Placide smiled easily and replied with some nicely turned compliment. The doctor studied them, not much attending to what they said. Nanon sat by him, leaning just slightly against his shoulder, her hand warm in his beneath the table.

The sheen of the boys’ dress uniforms had been a little blunted by the dust of the road. Isaac was the darker, shorter, and thicker; Placide a head taller, distinctly more slender, his tone a rich coppery red. One might not have taken them for brothers at all, and it had long been rumored that Placide, born before his mother’s legal marriage to Toussaint, had been fathered by another, possibly even by a white man. But the doctor thought he saw resemblances now, in the long oval of Placide’s face, the shape of his long-fingered hands, even the habit of floating a palm across his mouth between his phrases, as if to hide a smile. And Toussaint had always given him a first-born’s preference.

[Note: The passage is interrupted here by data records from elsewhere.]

use std::collections::HashMap;

use parking_lot::Mutex;
use serde_json::Value;
use tokio::sync::broadcast;

use crate::key_value_store::KeyValueStore;
use crate::key_value_store::StoreError;
use crate::store_change::StoreChange;

// Observers that fall further behind than this skip ahead to the oldest
// retained change; there is no catch-up log.
const CHANGE_BUFFER: usize = 64;

/// In-process [`KeyValueStore`] with keyed change notification. Never returns
/// [`StoreError`]; the error surface exists for fallible backends.
#[derive(Default)]
pub struct MemoryStore {
    inner: Mutex<Inner>,
}

#[derive(Default)]
struct Inner {
    entries: HashMap<String, Value>,
    watchers: HashMap<String, broadcast::Sender<StoreChange>>,
}

impl MemoryStore {
    pub fn new() -> Self {
        Self::default()
    }
}

impl Inner {
    fn notify(&mut self, key: &str, change: StoreChange) {
        if let Some(sender) = self.watchers.get(key) {
            if sender.send(change).is_err() {
                // Every receiver for this key is gone.
                self.watchers.remove(key);
            }
        }
    }
}

impl KeyValueStore for MemoryStore {
    fn get(&self, key: &str) -> Option<Value> {
        self.inner.lock().entries.get(key).cloned()
    }

    fn set(&self, key: &str, value: Value) -> Result<(), StoreError> {
        let mut inner = self.inner.lock();
        if inner.entries.get(key) == Some(&value) {
            return Ok(());
        }
        log::debug!("store set {}", key);
        inner.entries.insert(key.to_owned(), value.clone());
        inner.notify(key, StoreChange::Set(value));
        Ok(())
    }

    fn remove(&self, key: &str) -> Result<(), StoreError> {
        let mut inner = self.inner.lock();
        if inner.entries.remove(key).is_some() {
            log::debug!("store remove {}", key);
            inner.notify(key, StoreChange::Removed);
        }
        Ok(())
    }

    fn observe(&self, key: &str) -> (Option<Value>, broadcast::Receiver<StoreChange>) {
        let mut inner = self.inner.lock();
        let current = inner.entries.get(key).cloned();
        let receiver = match inner.watchers.get(key) {
            Some(sender) => sender.subscribe(),
            None => {
                let (sender, receiver) = broadcast::channel(CHANGE_BUFFER);
                inner.watchers.insert(key.to_owned(), sender);
                receiver
            }
        };
        (current, receiver)
    }
}
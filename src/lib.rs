mod change_observable;
mod key_value_store;
mod memory_store;
mod persisted_flag;
mod store_change;
mod subscription;
#[cfg(test)]
mod test_logger;

pub use change_observable::ChangeObservable;
pub use key_value_store::KeyValueStore;
pub use key_value_store::StoreError;
pub use memory_store::MemoryStore;
pub use persisted_flag::FlagChanges;
pub use persisted_flag::PersistedFlag;
pub use store_change::StoreChange;
pub use subscription::Subscription;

All around them the rain came rushing down, pouring over the gallery steps like a waterfall. The doctor stretched his neck to look over the railing; below, the lily pool he’d designed and dug was overflowing its border of stones, drenching the turf around it. Captain Daspir, munching contently on a concoction of desalted cod Elise had cunningly expanded for the unexpected number, asked him some question about the flowers. The doctor scarcely paid attention to his own reply.

Five years since he had seen these boys, and they’d been as long apart from their mother and father. The invitation to send them to school in France was one which could not be refused. In effect, the boys had been given up as hostages. The doctor was one of the party that conveyed them from Ennery to Le Cap, where then-Commissioner Sonthonax had embarked them for the fatherland and the Collège de la Marche. Toussaint had seemed willing, even pleased to send them, then. Such an education was a privilege, after all, and one that opened the way to many advancements once the graduate returned to the colony. And in those days Toussaint had freely professed that the more French his sons should become, the better. Though later on, the doctor knew, he’d launched a couple of unsuccessful plots to get them back.

Now here they were. What would Toussaint think of them? Bedizened in their military ornaments, as yet unearned. Certainly he could retain them permanently now, if he chose—if in fact he was here at Ennery. If he was not, his order would suffice. Ennery was Toussaint’s personal redoubt—though they’d seen no military movement as they came through the narrow passes to this place, no one could come or go from here against his wish.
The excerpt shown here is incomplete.